From: Dominik Csapak <d.csapak@proxmox.com>
To: pve-devel@lists.proxmox.com
Subject: [pve-devel] [PATCH manager 12/12] ui: improve permission handling for hardware
Date: Tue, 19 Jul 2022 13:46:39 +0200 [thread overview]
Message-ID: <20220719114639.3035048-24-d.csapak@proxmox.com> (raw)
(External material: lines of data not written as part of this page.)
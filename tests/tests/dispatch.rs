//! Dispatch tests: ability ordering, guards, skip, disengage and faults.

use osp_tests::prelude::*;

fn name_of(ctx: &AbilityContext<'_>) -> String {
    ctx.here_attr("name")
        .and_then(Value::as_str)
        .unwrap_or("?")
        .to_string()
}

/// Registers a body that reports a fixed label.
fn label(text: &'static str) -> AbilityFn {
    ability(move |ctx| {
        ctx.report(text);
        Ok(())
    })
}

fn base_schema(reg: &mut AbilityRegistryBuilder) -> Result<(), RegistryError> {
    reg.add_node_type("Place")
        .attr(AttrDef::new("name", "String").required())
        .attr(AttrDef::new("visited", "Bool").with_default(false))
        .done()?;
    reg.add_edge_type("link").done()?;
    Ok(())
}

fn three_places(scenario: Scenario) -> Scenario {
    scenario
        .node("a", "Place", attrs! { "name" => "a" })
        .node("b", "Place", attrs! { "name" => "b" })
        .node("c", "Place", attrs! { "name" => "c" })
        .edge("root", "a", "link", attrs!())
        .edge("root", "b", "link", attrs!())
        .edge("root", "c", "link", attrs!())
}

fn fan_out() -> AbilityFn {
    ability(|ctx| {
        ctx.visit_selected(Direction::Out, &EdgeFilter::any())?;
        Ok(())
    })
}

mod ordering {
    use super::*;
    use pretty_assertions::assert_eq;

    pub fn scenario() -> Scenario {
        let scenario = Scenario::new("ordering").schema(|reg| {
            base_schema(reg)?;
            reg.add_walker_type("Visitor").done()?;
            reg.add_walker_type("Inspector").done()?;
            reg.add_ability("fan_out", "Visitor", Trigger::Entry)
                .guard("Root")
                .body(fan_out())
                .done()?;
            // Registered out of order on purpose.
            reg.add_ability("walker_exit", "Visitor", Trigger::Exit)
                .guard("Place")
                .body(label("walker-exit"))
                .done()?;
            reg.add_ability("place_exit", "Place", Trigger::Exit)
                .guard("Visitor")
                .body(label("place-exit"))
                .done()?;
            reg.add_ability("walker_entry", "Visitor", Trigger::Entry)
                .guard("Place")
                .body(label("walker-entry"))
                .done()?;
            reg.add_ability("place_entry", "Place", Trigger::Entry)
                .guard("Visitor")
                .body(label("place-entry"))
                .done()?;
            reg.add_ability("inspect", "Place", Trigger::Entry)
                .guard("Inspector")
                .body(label("inspected"))
                .done()?;
            Ok(())
        });
        scenario
            .node("a", "Place", attrs! { "name" => "a" })
            .edge("root", "a", "link", attrs!())
    }

    #[test]
    fn test_location_entry_first_and_location_exit_last() {
        let world = scenario().build().unwrap();

        let outcome = world.run("Visitor", attrs!(), None).unwrap();

        assert_eq!(
            outcome.report_strings(),
            vec!["place-entry", "walker-entry", "walker-exit", "place-exit"]
        );
    }

    #[test]
    fn test_guard_selects_walker_type() {
        // GIVEN a Place ability guarded by Inspector only
        let world = scenario().build().unwrap();

        // WHEN an Inspector visits the Place
        let outcome = world.run("Inspector", attrs!(), Some("a")).unwrap();

        // THEN only the Inspector ability fires
        assert_eq!(outcome.report_strings(), vec!["inspected"]);
    }

    #[test]
    fn test_registration_order_within_a_group() {
        let world = Scenario::new("registration_order")
            .schema(|reg| {
                reg.add_walker_type("Echo").done()?;
                for text in ["first", "second", "third"] {
                    reg.add_ability(text, "Echo", Trigger::Entry)
                        .body(label(text))
                        .done()?;
                }
                Ok(())
            })
            .build()
            .unwrap();

        let outcome = world.run("Echo", attrs!(), None).unwrap();

        assert_eq!(outcome.report_strings(), vec!["first", "second", "third"]);
    }
}

mod skip {
    use super::*;
    use pretty_assertions::assert_eq;

    pub fn scenario() -> Scenario {
        three_places(Scenario::new("skip").schema(|reg| {
            base_schema(reg)?;
            reg.add_walker_type("Skipper").done()?;
            reg.add_ability("fan_out", "Skipper", Trigger::Entry)
                .guard("Root")
                .body(fan_out())
                .done()?;
            reg.add_ability("gate", "Place", Trigger::Entry)
                .body(ability(|ctx| {
                    if name_of(ctx) == "b" {
                        ctx.skip();
                    }
                    Ok(())
                }))
                .done()?;
            reg.add_ability("enter", "Skipper", Trigger::Entry)
                .guard("Place")
                .body(ability(|ctx| {
                    let name = name_of(ctx);
                    ctx.report(name);
                    Ok(())
                }))
                .done()?;
            reg.add_ability("leave", "Skipper", Trigger::Exit)
                .guard("Place")
                .body(ability(|ctx| {
                    let name = name_of(ctx);
                    ctx.report(format!("exit:{}", name));
                    Ok(())
                }))
                .done()?;
            Ok(())
        }))
    }

    #[test]
    fn test_skip_aborts_only_the_current_location() {
        // GIVEN a location ability that skips at b
        let world = scenario().build().unwrap();

        // WHEN running over a, b, c
        let outcome = world.run("Skipper", attrs!(), None).unwrap();

        // THEN b gets neither the walker's entry nor exit, and c still runs
        assert_eq!(
            outcome.report_strings(),
            vec!["a", "exit:a", "c", "exit:c"]
        );
        assert!(outcome.completed());
        assert_eq!(outcome.steps, 4);
    }
}

mod disengage {
    use super::*;
    use pretty_assertions::assert_eq;

    fn scenario(stop_in_exit: bool) -> Scenario {
        three_places(Scenario::new("disengage").schema(move |reg| {
            base_schema(reg)?;
            reg.add_walker_type("Quitter").done()?;
            reg.add_ability("fan_out", "Quitter", Trigger::Entry)
                .guard("Root")
                .body(fan_out())
                .done()?;
            reg.add_ability("enter", "Quitter", Trigger::Entry)
                .guard("Place")
                .body(ability(move |ctx| {
                    let name = name_of(ctx);
                    ctx.set_here_attr("visited", true)?;
                    ctx.report(name.clone());
                    if name == "b" && !stop_in_exit {
                        ctx.disengage();
                        ctx.report("after-disengage");
                    }
                    Ok(())
                }))
                .done()?;
            reg.add_ability("leave", "Quitter", Trigger::Exit)
                .guard("Place")
                .body(ability(move |ctx| {
                    let name = name_of(ctx);
                    ctx.report(format!("exit:{}", name));
                    if name == "b" && stop_in_exit {
                        ctx.disengage();
                    }
                    Ok(())
                }))
                .done()?;
            Ok(())
        }))
    }

    #[test]
    fn test_disengage_in_entry_prevents_exit_and_drops_queue() {
        // GIVEN a walker that disengages on entry at b
        let world = scenario(false).build().unwrap();

        // WHEN running over a, b, c
        let outcome = world.run("Quitter", attrs!(), None).unwrap();

        // THEN b's exit never runs, c is never visited, and the body that
        // disengaged still finished
        assert_eq!(
            outcome.report_strings(),
            vec!["a", "exit:a", "b", "after-disengage"]
        );
        assert_eq!(outcome.state, RunState::Disengaged);
        assert_eq!(outcome.disengaged_by, Some(DisengageCause::Ability));
        assert_eq!(outcome.steps, 3);

        // AND mutations made before disengaging stay committed
        let graph = world.graph().read();
        let visited = |label: &str| {
            graph
                .get_node(world.node(label))
                .and_then(|n| n.get_attr("visited").cloned())
        };
        assert_eq!(visited("b"), Some(Value::Bool(true)));
        assert_eq!(visited("c"), Some(Value::Bool(false)));
    }

    #[test]
    fn test_disengage_in_exit_drops_queue() {
        let world = scenario(true).build().unwrap();

        let outcome = world.run("Quitter", attrs!(), None).unwrap();

        assert_eq!(
            outcome.report_strings(),
            vec!["a", "exit:a", "b", "exit:b"]
        );
        assert!(outcome.disengaged());
    }
}

mod faults {
    use super::*;
    use pretty_assertions::assert_eq;

    pub fn scenario() -> Scenario {
        three_places(Scenario::new("faults").schema(|reg| {
            base_schema(reg)?;
            reg.add_walker_type("Painter").done()?;
            reg.add_ability("fan_out", "Painter", Trigger::Entry)
                .guard("Root")
                .body(fan_out())
                .done()?;
            reg.add_ability("paint", "Painter", Trigger::Entry)
                .guard("Place")
                .body(ability(|ctx| {
                    let name = name_of(ctx);
                    ctx.set_here_attr("visited", true)?;
                    ctx.report(name.clone());
                    if name == "b" {
                        ctx.set_here_attr("color", "red")?;
                    }
                    Ok(())
                }))
                .done()?;
            Ok(())
        }))
    }

    #[test]
    fn test_fault_aborts_run_with_partial_reports() {
        // GIVEN a walker that writes an undeclared attribute at b
        let world = scenario().build().unwrap();

        // WHEN running
        let fault = expect_fault(world.run("Painter", attrs!(), None));

        // THEN the schema error surfaces verbatim with the reports so far
        assert_eq!(fault.ability, "paint");
        assert_eq!(fault.location, Location::Node(world.node("b")));
        assert_eq!(
            fault.source,
            AbilityError::Registry(RegistryError::unknown_attribute("Place", "color"))
        );
        assert_eq!(report_strings(&fault.reports), vec!["a", "b"]);

        // AND nothing is rolled back
        let graph = world.graph().read();
        let b = graph.get_node(world.node("b")).unwrap();
        assert_eq!(b.get_attr("visited"), Some(&Value::Bool(true)));
        let c = graph.get_node(world.node("c")).unwrap();
        assert_eq!(c.get_attr("visited"), Some(&Value::Bool(false)));
    }

    #[test]
    fn test_body_message_is_kept() {
        let world = Scenario::new("message")
            .schema(|reg| {
                reg.add_walker_type("Grumpy").done()?;
                reg.add_ability("refuse", "Grumpy", Trigger::Exit)
                    .body(ability(|_| Err(AbilityError::message("not today"))))
                    .done()?;
                Ok(())
            })
            .build()
            .unwrap();

        let fault = expect_fault(world.run("Grumpy", attrs!(), None));

        assert_eq!(fault.source, AbilityError::message("not today"));
        assert_eq!(fault.location, Location::Node(world.graph().root()));
    }

    #[test]
    fn test_panicking_body_is_reported_as_fault() {
        // GIVEN a body that panics after one report
        let world = three_places(Scenario::new("panics").schema(|reg| {
            base_schema(reg)?;
            reg.add_walker_type("Reckless").done()?;
            reg.add_ability("fan_out", "Reckless", Trigger::Entry)
                .guard("Root")
                .body(fan_out())
                .done()?;
            reg.add_ability("stumble", "Reckless", Trigger::Entry)
                .guard("Place")
                .body(ability(|ctx| {
                    let name = name_of(ctx);
                    ctx.report(name.clone());
                    if name == "b" {
                        panic!("tripped at {name}");
                    }
                    Ok(())
                }))
                .done()?;
            Ok(())
        }))
        .build()
        .unwrap();

        // WHEN running through the engine
        let fault = expect_fault(world.run("Reckless", attrs!(), None));

        // THEN the panic is a fault at b carrying the reports so far
        assert_eq!(fault.ability, "stumble");
        assert_eq!(fault.location, Location::Node(world.node("b")));
        assert_eq!(fault.source, AbilityError::Panicked("tripped at b".to_string()));
        assert_eq!(report_strings(&fault.reports), vec!["a", "b"]);

        // AND the engine still runs walkers afterwards
        let again = expect_fault(world.run("Reckless", attrs!(), None));
        assert_eq!(again.ability, "stumble");
    }
}

mod invoke {
    use super::*;
    use pretty_assertions::assert_eq;

    pub fn scenario() -> Scenario {
        Scenario::new("invoke").schema(|reg| {
            base_schema(reg)?;
            reg.add_walker_type("Caller").done()?;
            reg.add_ability("call", "Caller", Trigger::Entry)
                .guard("Root")
                .body(ability(|ctx| {
                    ctx.invoke("shout")?;
                    match ctx.invoke("greet") {
                        Err(AbilityError::Registry(RegistryError::TypeMismatch { .. })) => {
                            ctx.report("guard-mismatch");
                            Ok(())
                        }
                        other => other,
                    }
                }))
                .done()?;
            reg.add_ability("shout", "Caller", Trigger::Exit)
                .guard("Root")
                .body(label("shout"))
                .done()?;
            reg.add_ability("greet", "Caller", Trigger::Entry)
                .guard("Place")
                .body(label("greet"))
                .done()?;
            Ok(())
        })
    }

    #[test]
    fn test_direct_invocation_checks_guard() {
        // GIVEN an entry ability that calls one matching and one mismatched ability
        let world = scenario().build().unwrap();

        // WHEN running at the root
        let outcome = world.run("Caller", attrs!(), None).unwrap();

        // THEN the matching one runs twice (direct, then by dispatch) and the
        // mismatched one is refused
        assert_eq!(
            outcome.report_strings(),
            vec!["shout", "guard-mismatch", "shout"]
        );
    }

    #[test]
    fn test_unknown_ability_name_faults() {
        let world = Scenario::new("unknown_invoke")
            .schema(|reg| {
                reg.add_walker_type("Lost").done()?;
                reg.add_ability("call", "Lost", Trigger::Entry)
                    .body(ability(|ctx| ctx.invoke("missing")))
                    .done()?;
                Ok(())
            })
            .build()
            .unwrap();

        let fault = expect_fault(world.run("Lost", attrs!(), None));

        assert_eq!(
            fault.source,
            AbilityError::Registry(RegistryError::unknown_ability("Lost", "missing"))
        );
    }
}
In-Reply-To: <20220719114639.3035048-1-d.csapak@proxmox.com>
qemu/HardwareView:
with the new Hardware privileges, we want to adapt a few places where
we now allow to show the add/edit window with those permissions.
form/{PCI,USB}Selector:
increase the minHeight property of the PCI/USBSelector, so that
the user can see the error message if he has not enough permissions.
data/PermPathStore:
add '/hardware' to the list of acl paths
Signed-off-by: Dominik Csapak <d.csapak@proxmox.com>
---
www/manager6/data/PermPathStore.js | 1 +
www/manager6/form/PCISelector.js | 1 +
www/manager6/form/USBSelector.js | 1 +
www/manager6/qemu/HardwareView.js | 17 +++++++++--------
4 files changed, 12 insertions(+), 8 deletions(-)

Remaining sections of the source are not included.